Murray, of course, also instilled that reflex to anger, which flashed in his daughter’s eyes at the betrayal of someone who would cavalierly reveal such embarrassingly personal details to everyone. “You can’t keep a secret!” the eyes screamed, as righteous as a priest betrayed by a seductive young parishioner.
My commitment to mildness dictates that I do not blast back, tell this overworked, striving person on multiple treadmills that she’s ridiculous to express anger at something anyone would have done, chide her for her many promises unkept, important emails unread, her half dozen soft and harder betrayals.
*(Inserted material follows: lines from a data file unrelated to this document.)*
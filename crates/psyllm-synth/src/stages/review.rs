//! Stage 4: judge each finished dialogue and record whether to keep it.
//!
//! A reply that is not a well-formed verdict never fails the item. It becomes
//! a rejection whose reason carries the parse error and the raw text.

use std::collections::HashSet;
use std::path::{Path, PathBuf};

use serde::{Deserialize, Deserializer};
use serde_json::Value;
use tracing::info;

use super::StageContext;
use crate::client::{ChatClient, ChatMessage, ChatRequest};
use crate::error::SynthResult;
use crate::extract::strip_code_fence;
use crate::prompts::REVIEW_SYSTEM_PROMPT;
use crate::records::{Dialogue, PostId, Verdict};
use crate::runner::{RunStats, Sink};
use crate::settings::SynthSettings;
use crate::store::{checkpoint_path, load_existing, load_records, save_json_atomic};

/// All three keys are required; `issues` itself may be loosely shaped.
#[derive(Deserialize)]
struct ReviewReply {
    keep: bool,
    #[serde(deserialize_with = "issue_list")]
    issues: Vec<Value>,
    reason: String,
}

/// `null` is an empty list and a lone value a one-element list. Numeric
/// strings become numbers.
fn issue_list<'de, D: Deserializer<'de>>(deserializer: D) -> Result<Vec<Value>, D::Error> {
    let items = match Value::deserialize(deserializer)? {
        Value::Null => Vec::new(),
        Value::Array(items) => items,
        other => vec![other],
    };
    Ok(items
        .into_iter()
        .map(|item| match item {
            Value::String(s) => match s.trim().parse::<u64>() {
                Ok(n) => Value::from(n),
                Err(_) => Value::String(s),
            },
            other => other,
        })
        .collect())
}

/// Interpret a reviewer reply.
pub fn parse_verdict(raw: &str) -> Verdict {
    let text = strip_code_fence(raw);
    match serde_json::from_str::<ReviewReply>(text) {
        Ok(r) => Verdict { keep: r.keep, issues: r.issues, reason: r.reason, post_id: None },
        Err(e) => Verdict::rejected(e, text),
    }
}

pub async fn review_dialogue(
    client: &dyn ChatClient,
    settings: &SynthSettings,
    dialogue: &Dialogue,
) -> SynthResult<Verdict> {
    let request = ChatRequest {
        model: settings.chat_model.clone(),
        messages: vec![
            ChatMessage::system(REVIEW_SYSTEM_PROMPT),
            ChatMessage::user(serde_json::to_string(dialogue)?),
        ],
        temperature: 0.0,
    };
    let reply = client.complete(&request).await?;
    let mut verdict = parse_verdict(&reply.content);
    verdict.post_id = Some(dialogue.post_id.clone());
    Ok(verdict)
}

/// Holds verdicts from earlier runs plus new ones tagged with their input
/// position, so the saved file follows input order.
struct VerdictSink {
    earlier: Vec<Verdict>,
    fresh: Vec<(usize, Verdict)>,
    checkpoint: PathBuf,
}

impl VerdictSink {
    fn ordered(&self) -> Vec<Verdict> {
        let mut fresh = self.fresh.clone();
        fresh.sort_by_key(|(idx, _)| *idx);
        self.earlier.iter().cloned().chain(fresh.into_iter().map(|(_, v)| v)).collect()
    }
}

impl Sink<(usize, Verdict)> for VerdictSink {
    fn accept(&mut self, item: (usize, Verdict)) -> SynthResult<()> {
        self.fresh.push(item);
        Ok(())
    }

    fn checkpoint(&mut self) -> SynthResult<()> {
        save_json_atomic(&self.checkpoint, &self.ordered())
    }
}

/// Review every dialogue in `input` without a verdict in `output`.
pub async fn run(ctx: &StageContext, input: &Path, output: &Path) -> SynthResult<RunStats> {
    let dialogues: Vec<Dialogue> = load_records(input)?;
    let earlier: Vec<Verdict> = load_existing(output)?;
    let judged: HashSet<PostId> = earlier.iter().filter_map(|v| v.post_id.clone()).collect();
    let total = dialogues.len();
    let todo: Vec<(usize, Dialogue)> =
        dialogues.into_iter().enumerate().filter(|(_, d)| !judged.contains(&d.post_id)).collect();
    info!(total, done = earlier.len(), remaining = todo.len(), "Reviewing dialogues");

    let client = ctx.client.as_ref();
    let settings = &ctx.settings;
    let mut sink = VerdictSink { earlier, fresh: Vec::new(), checkpoint: checkpoint_path(output) };
    let stats = ctx
        .runner
        .run(
            "review",
            todo,
            move |(idx, dialogue)| async move {
                review_dialogue(client, settings, &dialogue).await.map(|v| (idx, v))
            },
            &mut sink,
        )
        .await?;

    let verdicts = sink.ordered();
    save_json_atomic(output, &verdicts)?;
    let kept = verdicts.iter().filter(|v| v.keep).count();
    info!(output = %output.display(), kept, rejected = verdicts.len() - kept, "Review finished");
    Ok(stats)
}

#[cfg(test)]
mod tests {
    use super::*;
    use crate::records::DialogueTurn;
    use crate::stages::testing::{context, ScriptedClient};

    fn dialogue(id: &str) -> Dialogue {
        Dialogue {
            post_id: PostId::from(id),
            conversation: vec![DialogueTurn {
                round: 1,
                patient: "I keep overthinking.".into(),
                counselor_content: Some("Let's slow down together.".into()),
                counselor_think: Some("Rumination; CBT reframing fits.".into()),
                ..Default::default()
            }],
            extra: Default::default(),
        }
    }

    #[test]
    fn parses_fenced_verdict() {
        let v = parse_verdict("```json\n{\"keep\": false, \"issues\": [1, 3], \"reason\": \"thin reasoning\"}\n```");
        assert!(!v.keep);
        assert_eq!(v.issues, vec![Value::from(1), Value::from(3)]);
        assert_eq!(v.reason, "thin reasoning");
    }

    #[test]
    fn null_issues_keep_the_verdict() {
        let v = parse_verdict("{\"keep\": true, \"issues\": null, \"reason\": \"solid\"}");
        assert!(v.keep);
        assert!(v.issues.is_empty());
        assert_eq!(v.reason, "solid");
    }

    #[test]
    fn string_issues_are_accepted() {
        let v = parse_verdict("{\"keep\": true, \"issues\": [\"1\", \"tone\"], \"reason\": \"minor\"}");
        assert!(v.keep);
        assert_eq!(v.issues, vec![Value::from(1), Value::from("tone")]);
    }

    #[test]
    fn missing_key_becomes_rejection() {
        let v = parse_verdict("{\"keep\": true, \"reason\": \"fine\"}");
        assert!(!v.keep);
        assert!(v.issues.is_empty());
        assert!(v.reason.starts_with("Invalid model response: "));
        assert!(v.reason.ends_with("| Raw output: {\"keep\": true, \"reason\": \"fine\"}"));
    }

    #[test]
    fn prose_becomes_rejection() {
        let v = parse_verdict("Looks good to me.");
        assert!(!v.keep);
        assert!(v.reason.contains("Raw output: Looks good to me."));
    }

    #[tokio::test]
    async fn review_sends_dialogue_at_zero_temperature() {
        let client = ScriptedClient::new(vec![ScriptedClient::text(
            "{\"keep\": true, \"issues\": [], \"reason\": \"coherent\"}",
        )]);
        let ctx = context(client.clone());
        let v = review_dialogue(ctx.client.as_ref(), &ctx.settings, &dialogue("t3_x")).await.unwrap();

        assert!(v.keep);
        assert_eq!(v.post_id, Some(PostId::from("t3_x")));
        let sent = client.requests();
        assert_eq!(sent[0].temperature, 0.0);
        assert!(sent[0].messages[1].content.contains("\"counselor_think\""));
    }

    #[tokio::test]
    async fn run_skips_judged_and_keeps_input_order() {
        let dir = tempfile::tempdir().unwrap();
        let input = dir.path().join("counselled.json");
        let output = dir.path().join("verdicts.json");
        save_json_atomic(&input, &[dialogue("a"), dialogue("b"), dialogue("c")]).unwrap();
        let earlier = Verdict { keep: true, issues: Vec::new(), reason: "ok".into(), post_id: Some(PostId::from("a")) };
        save_json_atomic(&output, &[earlier]).unwrap();

        let client = ScriptedClient::new(vec![
            ScriptedClient::text("{\"keep\": true, \"issues\": [], \"reason\": \"b ok\"}"),
            ScriptedClient::text("not a verdict"),
        ]);
        let stats = run(&context(client.clone()), &input, &output).await.unwrap();

        assert_eq!(stats, RunStats { succeeded: 2, failed: 0 });
        let verdicts: Vec<Verdict> = load_records(&output).unwrap();
        let ids: Vec<_> = verdicts.iter().map(|v| v.post_id.clone().unwrap().to_string()).collect();
        assert_eq!(ids, vec!["a", "b", "c"]);
        assert!(verdicts[1].keep);
        assert!(!verdicts[2].keep);
        assert!(!checkpoint_path(&output).exists());
    }
}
“You should have told her,” insisted Sekhnet, thinking about a specific, inexcusable promise unkept, even after I pointed out that she was literally in the hallway outside the apartment when this five second exchange took place. Avoiding toxic exchanges is as important as learning which frozen lakes not to venture out on to. Learning, learning all the time, the best we can do in this world of a million designer poisons. It is far better than giving in to righteous rage and setting traps for those who have done us wrong.